What you are asked to do:
Could you find each line of the data below that contains the word "ScheduleStrategy" and copy those lines?

Collected data:
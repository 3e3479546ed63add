use serde::{Deserialize, Serialize};

use crate::domain::types::ScheduleStrategy;

/// 工单生成档案（持久化对象）
///
/// 存储位置：配置目录下 profiles/{profile_id}.json
#[derive(Debug, Clone, Serialize, Deserialize)]
pub struct GenerationProfile {
    /// 档案 ID（用于选择/引用）
    pub profile_id: String,

    /// 显示名称（中文）
    pub title: String,

    /// 说明（可选）
    #[serde(default)]
    pub description: Option<String>,

    /// 参与生成的工序号选择集
    pub include_steps: Vec<u32>,

    /// 排程策略标签（核心只透传，不解释取值）
    #[serde(default)]
    pub strategy: ScheduleStrategy,

    /// 自动派工标志（派工本身由外部调度层执行，生成时机台仍置空）
    #[serde(default)]
    pub auto_assign: bool,

    /// 工时参数（未覆盖的维度回落到引擎缺省常量）
    #[serde(default)]
    pub parameters: TimingParameters,
}

/// 工时参数（轻量版：仅覆盖估算所需的两个维度）
#[derive(Debug, Clone, Serialize, Deserialize, Default)]
pub struct TimingParameters {
    /// 准备工时（分钟）
    #[serde(default)]
    pub setup_time_min: Option<i64>,

    /// 单件节拍（分钟/件）
    #[serde(default)]
    pub cycle_time_min_per_unit: Option<i64>,
}

impl GenerationProfile {
    /// 以缺省参数构造一个只含工序选择集的档案
    pub fn with_steps(include_steps: Vec<u32>) -> Self {
        Self {
            profile_id: "default".to_string(),
            title: "缺省生成档案".to_string(),
            description: None,
            include_steps,
            strategy: ScheduleStrategy::default(),
            auto_assign: false,
            parameters: TimingParameters::default(),
        }
    }
}
// ==========================================
// 装配车间生产跟踪系统 - 引擎层
// ==========================================
// 职责: 实现无状态业务规则引擎
// 红线: 引擎不读墙钟,所有时间参数显式传入
// 红线: 引擎不做外键校验,输入结构完整性由上游保证
// ==========================================

pub mod generator;
pub mod grouping;
pub mod readiness;

// 重导出核心引擎
pub use generator::{
    JobCardGenerator, DEFAULT_CYCLE_TIME_MIN_PER_UNIT, DEFAULT_SETUP_TIME_MIN,
};
pub use grouping::{ChildPartProgress, GroupingEngine, OrderProductionView};
pub use readiness::{AssemblyReadinessReport, BlockingItem, ReadinessEvaluator, ReadyItem};
//! Authentication ports and coordination.

mod coordinator;
mod credential_store;

pub use coordinator::{RefreshCoordinator, RefreshOutcome, RefreshTicket, RefreshWaiter};
pub use credential_store::{CredentialStore, CredentialStoreError, MemoryCredentialStore};
//! Atrium console client - smoke binary
//!
//! Signs in against the configured backend and tails the integration
//! status stream to stdout. Useful for checking a deployment end to end
//! without the console UI.

use std::sync::Arc;

use tokio::sync::mpsc;
use tracing::{error, info};

use atrium_domain::{ClientConfig, SignInRequest, StreamEvent};
use atrium_infrastructure::{ApiClient, FileCredentialStore, StatusSubscription};

fn env(name: &str) -> Option<String> {
    std::env::var(name).ok().filter(|v| !v.is_empty())
}

fn config_from_env() -> Result<ClientConfig, Box<dyn std::error::Error>> {
    let api_base_url = env("ATRIUM_API_URL").ok_or("ATRIUM_API_URL is not set")?;
    let events_url = env("ATRIUM_EVENTS_URL")
        .unwrap_or_else(|| format!("{}/integrations/events", api_base_url.trim_end_matches('/')));

    let mut config = ClientConfig::new(api_base_url).with_events_url(events_url);
    if let Some(socket_url) = env("ATRIUM_CHAT_URL") {
        config = config.with_chat_socket_url(socket_url);
    }
    config.validate()?;
    Ok(config)
}

#[tokio::main]
async fn main() -> Result<(), Box<dyn std::error::Error>> {
    tracing_subscriber::fmt()
        .with_env_filter(tracing_subscriber::EnvFilter::from_default_env())
        .init();

    let config = config_from_env()?;
    let store = Arc::new(FileCredentialStore::default_location()?);
    let client = ApiClient::new(&config, store)?;

    if let (Some(email), Some(password)) = (env("ATRIUM_EMAIL"), env("ATRIUM_PASSWORD")) {
        let session = client.sign_in(&SignInRequest { email, password }).await?;
        info!(user = %session.user.email, "signed in");
    }

    let (tx, mut rx) = mpsc::unbounded_channel();
    let subscription = StatusSubscription::open(&config, client.access_token().await, tx).await?;

    while let Some(event) = rx.recv().await {
        match event {
            StreamEvent::Batch(batch) => {
                for status in batch {
                    println!(
                        "{:<20} {:<12} {}",
                        status.integration,
                        format!("{:?}", status.state).to_lowercase(),
                        status.detail.unwrap_or_default()
                    );
                }
            }
            StreamEvent::Error(e) => {
                error!(error = %e, "status stream ended");
                break;
            }
        }
    }

    subscription.close();
    Ok(())
}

Output of the task:
use crate::domain::types::ScheduleStrategy;
    pub strategy: ScheduleStrategy,
            strategy: ScheduleStrategy::default(),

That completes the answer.